The Menominee Tribe is one example of an Indigenous Nation in Wisconsin that is using production agriculture to become food sovereign.
According to Feeding America, one in four Indigenous people experience food insecurity compared to one in nine Americans. This can be a result of an economic or social condition, explains Jen Falck, the Partnership Program Coordinator for the Menominee Tribe’s Department of Agriculture and Food Systems. She says there’s also communities in Wisconsin where families live in a food desert — an area where it is difficult to buy affordable or healthy food.
And for a tribal family, they often times don’t have access to their traditional foods, Falck says.
“We’re finding that when tribal families have connections or access to their traditional foods, it improves their health in all kinds of different ways,” she says.
Falck works on food security initiatives within the Menominee Tribe. These include: plant giveaways, backyard garden services, and putting together a demonstration farm. She also spends a lot of time on the statewide Tribal Elder Food Box Program.
In the first year, the multi-tribe food box program delivered almost 11,000 boxes to elders in 2021. The food in the boxes was Indigenous or locally produced. Each box also had a culturally appropriate food. In 2022, the program grew to encompass all 11 tribes in Wisconsin, putting out almost 25,000 boxes.
“The response has been awesome from all 11 tribal communities,” she says. “We hope to do more this year.”
Falck explains that some tribes have been farming since creation, and for others, it’s new.

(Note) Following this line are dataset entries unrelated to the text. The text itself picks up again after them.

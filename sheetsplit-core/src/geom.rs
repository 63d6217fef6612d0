//
// Copyright (c) Denis Kotov. All rights reserved.
// Licensed under the MIT License. See LICENSE file in the project root for full license information.
//

//! Geometry kinds handled by the splitter

use std::fmt;

/// Closed set of layer geometry types the splitter accepts.
/// Anything else is rejected when the source layer is inspected.
#[derive(PartialEq, Eq, Clone, Copy, Debug)]
pub enum GeomKind {
    Point,
    MultiPoint,
    Line,
    MultiLine,
    Polygon,
    MultiPolygon,
}

impl GeomKind {
    pub fn name(self) -> &'static str {
        match self {
            GeomKind::Point => "POINT",
            GeomKind::MultiPoint => "MULTIPOINT",
            GeomKind::Line => "LINESTRING",
            GeomKind::MultiLine => "MULTILINESTRING",
            GeomKind::Polygon => "POLYGON",
            GeomKind::MultiPolygon => "MULTIPOLYGON",
        }
    }
}

impl fmt::Display for GeomKind {
    fn fmt(&self, f: &mut fmt::Formatter<'_>) -> fmt::Result {
        write!(f, "{}", self.name())
    }
}
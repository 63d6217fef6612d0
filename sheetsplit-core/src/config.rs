//
// Copyright (c) Denis Kotov. All rights reserved.
// Licensed under the MIT License. See LICENSE file in the project root for full license information.
//

//! Application configuration

use crate::error::Error;
use regex::Regex;
use serde::Deserialize;
use sheet_grid::Scale;
use std::collections::HashMap;
use std::env;
use std::error::Error as StdError;
use std::fs::File;
use std::io::prelude::*;
use tera::{Context, Tera};
use toml::Value;

#[derive(Deserialize, Clone, Debug)]
pub struct ApplicationCfg {
    pub grid: GridCfg,
    #[serde(rename = "datasource", default)]
    pub datasources: Vec<DatasourceCfg>,
    pub output: OutputCfg,
}

#[derive(Deserialize, Clone, Debug)]
pub struct GridCfg {
    /// Scale denominator (1000000, 100000, 50000 or 25000)
    pub scale: u32,
}

#[derive(Deserialize, Clone, Debug)]
pub struct DatasourceCfg {
    pub name: Option<String>,
    /// Dataset file or directory of shapefiles
    pub path: String,
}

#[derive(Deserialize, Clone, Debug)]
pub struct OutputCfg {
    /// Existing directory receiving one subdirectory per sheet code
    pub dir: String,
    /// Attribute column carrying the sheet code in grid shapefiles
    #[serde(default = "default_sheet_field")]
    pub sheet_field: String,
}

pub const DEFAULT_SHEET_FIELD: &str = "Razgraphka";

pub fn default_sheet_field() -> String {
    DEFAULT_SHEET_FIELD.to_string()
}

impl ApplicationCfg {
    pub fn scale(&self) -> Result<Scale, Error> {
        Scale::from_denominator(self.grid.scale).map_err(Error::from)
    }
}

pub const DEFAULT_CONFIG: &'static str = r#"
[grid]
scale = 100000

[[datasource]]
path = ""

[output]
dir = "sheets"
"#;

/// Load and parse the config file into an config struct.
pub fn read_config<'a, T: Deserialize<'a>>(path: &str) -> Result<T, Error> {
    let mut file = match File::open(path) {
        Ok(file) => file,
        Err(_) => {
            return Err(Error::Config("Could not find config file!".to_string()));
        }
    };
    let mut config_toml = String::new();
    if let Err(err) = file.read_to_string(&mut config_toml) {
        return Err(Error::Config(format!("Error while reading config: [{}]", err)));
    };

    parse_config(config_toml, path)
}

/// Parse the configuration into an config struct.
pub fn parse_config<'a, T: Deserialize<'a>>(config_toml: String, path: &str) -> Result<T, Error> {
    // Check for old ${var} expressions
    let re = Regex::new(r"\$\{([[:alnum:]]+)\}").unwrap();
    if re.is_match(&config_toml) {
        return Err(Error::Config(
            "Replace old environment variable syntax ${VARNAME} with `{{env.VARNAME}}`".to_string(),
        ));
    }

    // Parse template
    let mut tera = Tera::default();
    tera.add_raw_template(path, &config_toml)
        .map_err(|e| Error::Config(format!("Template error: {}", e)))?;
    let mut context = Context::new();
    let mut env = HashMap::new();
    for (key, value) in env::vars() {
        env.insert(key, value);
    }
    context.insert("env", &env);
    let toml = tera
        .render(path, &context)
        .map_err(|e| match e.source() {
            Some(source) => Error::Config(format!("Template error: {}", source)),
            None => Error::Config(format!("Template error: {}", e)),
        })?;

    toml.parse::<Value>()
        .and_then(|cfg| cfg.try_into::<T>())
        .map_err(|err| Error::Config(format!("{} - {}", path, err)))
}
//
// Copyright (c) Denis Kotov. All rights reserved.
// Licensed under the MIT License. See LICENSE file in the project root for full license information.
//

//! Nomenklatura sheet codes
//!
//! Sheet codes follow the Soviet/Russian survey sheet layout: 4°x6° belts of
//! 1:1'000'000 sheets, each divided into 144 sheets at 1:100'000, each of
//! those into quarters at 1:50'000 and those again into quarters at 1:25'000.

use crate::grid::{Extent, Scale};

/// Belt letters for 4° latitude rows, equator outwards. W, X and Y are not
/// used; Z covers the polar caps.
const BELT_LETTERS: [char; 23] = [
    'A', 'B', 'C', 'D', 'E', 'F', 'G', 'H', 'I', 'J', 'K', 'L', 'M', 'N', 'O', 'P', 'Q', 'R', 'S',
    'T', 'U', 'V', 'Z',
];

/// Quarter letters at 1:50'000, row by row from the north-west
const QUARTERS_50K: [char; 4] = ['А', 'Б', 'В', 'Г'];

/// Quarter letters at 1:25'000
const QUARTERS_25K: [char; 4] = ['а', 'б', 'в', 'г'];

/// A named sheet with its geographic extent
#[derive(PartialEq, Clone, Debug)]
pub struct Sheet {
    pub code: String,
    pub extent: Extent,
}

/// Sheet containing the given point at the given scale.
///
/// The point is interpreted in WGS84 degrees. Cells own their west and south
/// edges, so a point on a cell boundary belongs to the cell east/north of it.
pub fn sheet_for_point(lon: f64, lat: f64, scale: Scale) -> Sheet {
    match scale {
        Scale::M1M => sheet_1m(lon, lat),
        Scale::K100 => sheet_100k(lon, lat),
        Scale::K50 => sheet_quarter(lon, lat, Scale::K50),
        Scale::K25 => sheet_quarter(lon, lat, Scale::K25),
    }
}

/// Cell interval `[lo, hi)` of the step-sized grid containing `v`.
/// Both edges are computed as index times step, the same arithmetic the
/// grid iterator uses for cell edges.
fn snap(v: f64, step: f64) -> (f64, f64) {
    let idx = (v / step).floor();
    (idx * step, (idx + 1.0) * step)
}

fn cell_extent(lon: f64, lat: f64, scale: Scale) -> Extent {
    let (step_x, step_y) = scale.step();
    let (west, east) = snap(lon, step_x);
    let (south, north) = snap(lat, step_y);
    Extent {
        minx: west,
        miny: south,
        maxx: east,
        maxy: north,
    }
}

fn sheet_1m(lon: f64, lat: f64) -> Sheet {
    let belt = ((lat.abs() / 4.0).floor() as usize).min(BELT_LETTERS.len() - 1);
    let column = ((180.0 + lon) / 6.0).floor() as i64 + 1;
    Sheet {
        code: format!("{}-{}", BELT_LETTERS[belt], column),
        extent: cell_extent(lon, lat, Scale::M1M),
    }
}

fn sheet_100k(lon: f64, lat: f64) -> Sheet {
    let parent = sheet_1m(lon, lat);
    let (step_x, step_y) = Scale::K100.step();
    // 12x12 sheets per 1:1M sheet, numbered 1..144 from the north-west
    // corner. Row and column come from the same global cell indices the
    // bbox snapping uses, so a point on a cell edge gets the number of the
    // cell east/north of it, the cell its bbox describes. The 1:1M belt
    // spans 12 whole rows and columns, so the indices reduce mod 12.
    let row = 11 - (lat / step_y).floor().rem_euclid(12.0) as i64;
    let col = (lon / step_x).floor().rem_euclid(12.0) as i64;
    let number = row * 12 + col + 1;
    Sheet {
        code: format!("{}-{}", parent.code, number),
        extent: cell_extent(lon, lat, Scale::K100),
    }
}

fn sheet_quarter(lon: f64, lat: f64, scale: Scale) -> Sheet {
    let (parent, letters) = match scale {
        Scale::K50 => (sheet_100k(lon, lat), &QUARTERS_50K),
        _ => (sheet_quarter(lon, lat, Scale::K50), &QUARTERS_25K),
    };
    let mid_x = (parent.extent.minx + parent.extent.maxx) / 2.0;
    let mid_y = (parent.extent.miny + parent.extent.maxy) / 2.0;
    // a point exactly on a midline falls east/north, like the cell snapping
    let letter = match (lat >= mid_y, lon >= mid_x) {
        (true, false) => letters[0],
        (true, true) => letters[1],
        (false, false) => letters[2],
        (false, true) => letters[3],
    };
    Sheet {
        code: format!("{}-{}", parent.code, letter),
        extent: cell_extent(lon, lat, scale),
    }
}
//
// Copyright (c) Denis Kotov. All rights reserved.
// Licensed under the MIT License. See LICENSE file in the project root for full license information.
//

use crate::grid::write_grid;
use crate::source::{GdalSource, WGS84_PROJ4};
use crate::splitter::{split_dataset, split_path};
use crate::writer::SHAPEFILE_DRIVER;
use gdal::spatial_ref::SpatialRef;
use gdal::vector::{Feature, FieldValue, Geometry};
use gdal::{Dataset, Driver, LayerOptions};
use gdal_sys::{OGRFieldType, OGRwkbGeometryType};
use sheet_grid::Scale;
use sheetsplit_core::Error;
use std::env;
use std::fs;
use std::path::{Path, PathBuf};
use std::process;

fn test_dir(name: &str) -> PathBuf {
    let dir = env::temp_dir().join(format!("sheetsplit_{}_{}", name, process::id()));
    let _ = fs::remove_dir_all(&dir);
    fs::create_dir_all(&dir).unwrap();
    dir
}

/// One polygon from (37.45, 55.70) to (37.55, 55.74), crossing the 37.5
/// meridian which is a cell border at every scale
fn create_test_polygons(path: &Path) {
    let driver = Driver::get(SHAPEFILE_DRIVER).unwrap();
    let mut dataset = driver.create_vector_only(path.to_str().unwrap()).unwrap();
    let srs = SpatialRef::from_proj4(WGS84_PROJ4).unwrap();
    let layer = dataset
        .create_layer(LayerOptions {
            name: "poly",
            srs: Some(&srs),
            ty: OGRwkbGeometryType::wkbPolygon,
            ..Default::default()
        })
        .unwrap();
    layer
        .create_defn_fields(&[("name", OGRFieldType::OFTString), ("rank", OGRFieldType::OFTInteger)])
        .unwrap();
    let mut feature = Feature::new(layer.defn()).unwrap();
    feature
        .set_geometry(Geometry::bbox(37.45, 55.70, 37.55, 55.74).unwrap())
        .unwrap();
    feature
        .set_field("name", &FieldValue::StringValue("span".to_string()))
        .unwrap();
    feature
        .set_field("rank", &FieldValue::IntegerValue(7))
        .unwrap();
    feature.create(&layer).unwrap();
}

fn create_test_points(path: &Path) {
    let driver = Driver::get(SHAPEFILE_DRIVER).unwrap();
    let mut dataset = driver.create_vector_only(path.to_str().unwrap()).unwrap();
    let srs = SpatialRef::from_proj4(WGS84_PROJ4).unwrap();
    let layer = dataset
        .create_layer(LayerOptions {
            name: "places",
            srs: Some(&srs),
            ty: OGRwkbGeometryType::wkbPoint,
            ..Default::default()
        })
        .unwrap();
    layer
        .create_defn_fields(&[("name", OGRFieldType::OFTString)])
        .unwrap();
    for &(lon, lat, name) in &[(37.62, 55.75, "Moscow"), (50.3, 42.2, "steppe")] {
        let mut feature = Feature::new(layer.defn()).unwrap();
        feature
            .set_geometry(Geometry::from_wkt(&format!("POINT ({} {})", lon, lat)).unwrap())
            .unwrap();
        feature
            .set_field("name", &FieldValue::StringValue(name.to_string()))
            .unwrap();
        feature.create(&layer).unwrap();
    }
}

fn feature_count(path: &Path) -> usize {
    let dataset = Dataset::open(path).unwrap();
    let mut layer = dataset.layer(0).unwrap();
    layer.features().count()
}

#[test]
fn test_missing_output_root() {
    let err = split_dataset(
        &GdalSource::new("does_not_exist.shp"),
        Scale::K25,
        Path::new("/no_such_sheetsplit_output_root"),
    )
    .unwrap_err();
    match err {
        Error::InvalidOutputPath(path) => assert!(path.contains("no_such")),
        other => panic!("unexpected error: {}", other),
    }
}

#[test]
fn test_dataset_open_error() {
    let out = test_dir("open_err");
    let err = split_dataset(&GdalSource::new("does_not_exist.shp"), Scale::K25, &out).unwrap_err();
    match err {
        Error::DatasetOpen { path, .. } => assert_eq!(path, "does_not_exist.shp"),
        other => panic!("unexpected error: {}", other),
    }
}

#[test]
fn test_split_polygon_across_cells() {
    let src_dir = test_dir("poly_src");
    let out = test_dir("poly_out");
    let shp = src_dir.join("poly.shp");
    create_test_polygons(&shp);

    let stats = split_dataset(&GdalSource::new(shp.to_str().unwrap()), Scale::K25, &out).unwrap();
    // the polygon covers two 1:25'000 cells in a single row
    assert_eq!(stats.cells, 2);
    assert_eq!(stats.sheets, 2);
    assert_eq!(stats.features, 2);

    for code in &["N-37-3-Г-г", "N-37-4-В-в"] {
        let sheet_shp = out.join(code).join(format!("{}_poly.shp", code));
        assert!(sheet_shp.exists(), "missing {}", sheet_shp.display());
        let dataset = Dataset::open(&sheet_shp).unwrap();
        let mut layer = dataset.layer(0).unwrap();
        let feature = layer.features().next().unwrap();
        // attributes are copied to every piece
        assert_eq!(
            feature.field("name").unwrap().unwrap().into_string(),
            Some("span".to_string())
        );
        match feature.field("rank").unwrap().unwrap() {
            FieldValue::IntegerValue(rank) => assert_eq!(rank, 7),
            other => panic!("unexpected field value {:?}", other),
        }
    }
}

#[test]
fn test_split_points_at_1m() {
    let src_dir = test_dir("points_src");
    let out = test_dir("points_out");
    let shp = src_dir.join("places.shp");
    create_test_points(&shp);

    let stats = split_dataset(&GdalSource::new(shp.to_str().unwrap()), Scale::M1M, &out).unwrap();
    // extent spans 3x4 sheets, only two of them contain a point
    assert_eq!(stats.cells, 12);
    assert_eq!(stats.sheets, 2);
    assert_eq!(stats.features, 2);

    assert_eq!(feature_count(&out.join("N-37").join("N-37_places.shp")), 1);
    assert_eq!(feature_count(&out.join("K-39").join("K-39_places.shp")), 1);
    // no directories for empty sheets
    assert_eq!(fs::read_dir(&out).unwrap().count(), 2);
}

#[test]
fn test_split_directory_skips_broken_file() {
    let src_dir = test_dir("dir_src");
    let out = test_dir("dir_out");
    create_test_points(&src_dir.join("places.shp"));
    fs::write(src_dir.join("broken.shp"), b"not a shapefile").unwrap();

    let stats = split_path(&src_dir, Scale::M1M, &out).unwrap();
    // broken.shp is logged and skipped, places.shp is processed
    assert_eq!(stats.sheets, 2);
    assert_eq!(stats.features, 2);
}

#[test]
fn test_write_grid() {
    let src_dir = test_dir("grid_src");
    let out = test_dir("grid_out");
    let shp = src_dir.join("places.shp");
    create_test_points(&shp);

    let cells = write_grid(&GdalSource::new(shp.to_str().unwrap()), Scale::M1M, &out).unwrap();
    assert_eq!(cells, 12);

    let grid_shp = out.join("grid1000000.shp");
    let dataset = Dataset::open(&grid_shp).unwrap();
    let mut layer = dataset.layer(0).unwrap();
    let codes: Vec<String> = layer
        .features()
        .map(|f| f.field("Razgraphka").unwrap().unwrap().into_string().unwrap())
        .collect();
    assert_eq!(codes.len(), 12);
    assert_eq!(codes[0], "N-37");
    assert!(codes.contains(&"K-39".to_string()));
}

#[test]
fn test_unsupported_scale_api() {
    assert!(Scale::from_denominator(75_000).is_err());
}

The sizeof the farms range from community gardens to cash cropping. Commodities range from beef and bison to orchard fruit and white corn.
In the Menominee Nation, construction is underway to turn a small farm into a demonstration farm to teach tribal families how to grow corn and raise beef, to name a few things.
“We want to be able to help tribal families become food sovereign,” Falck says. She breaks down food sovereignty into three levels: family, tribal, and intertribal.
“People are getting more interested in providing and growing their own food,” she explains. “I think that the health outcomes here and in many other tribal communities aren’t great. There’s a lot of diabetes, a lot of high blood pressure, heart disease — I think families are becoming more interested in those issues and starting at home with their food production and diets to help improve those health outcomes.”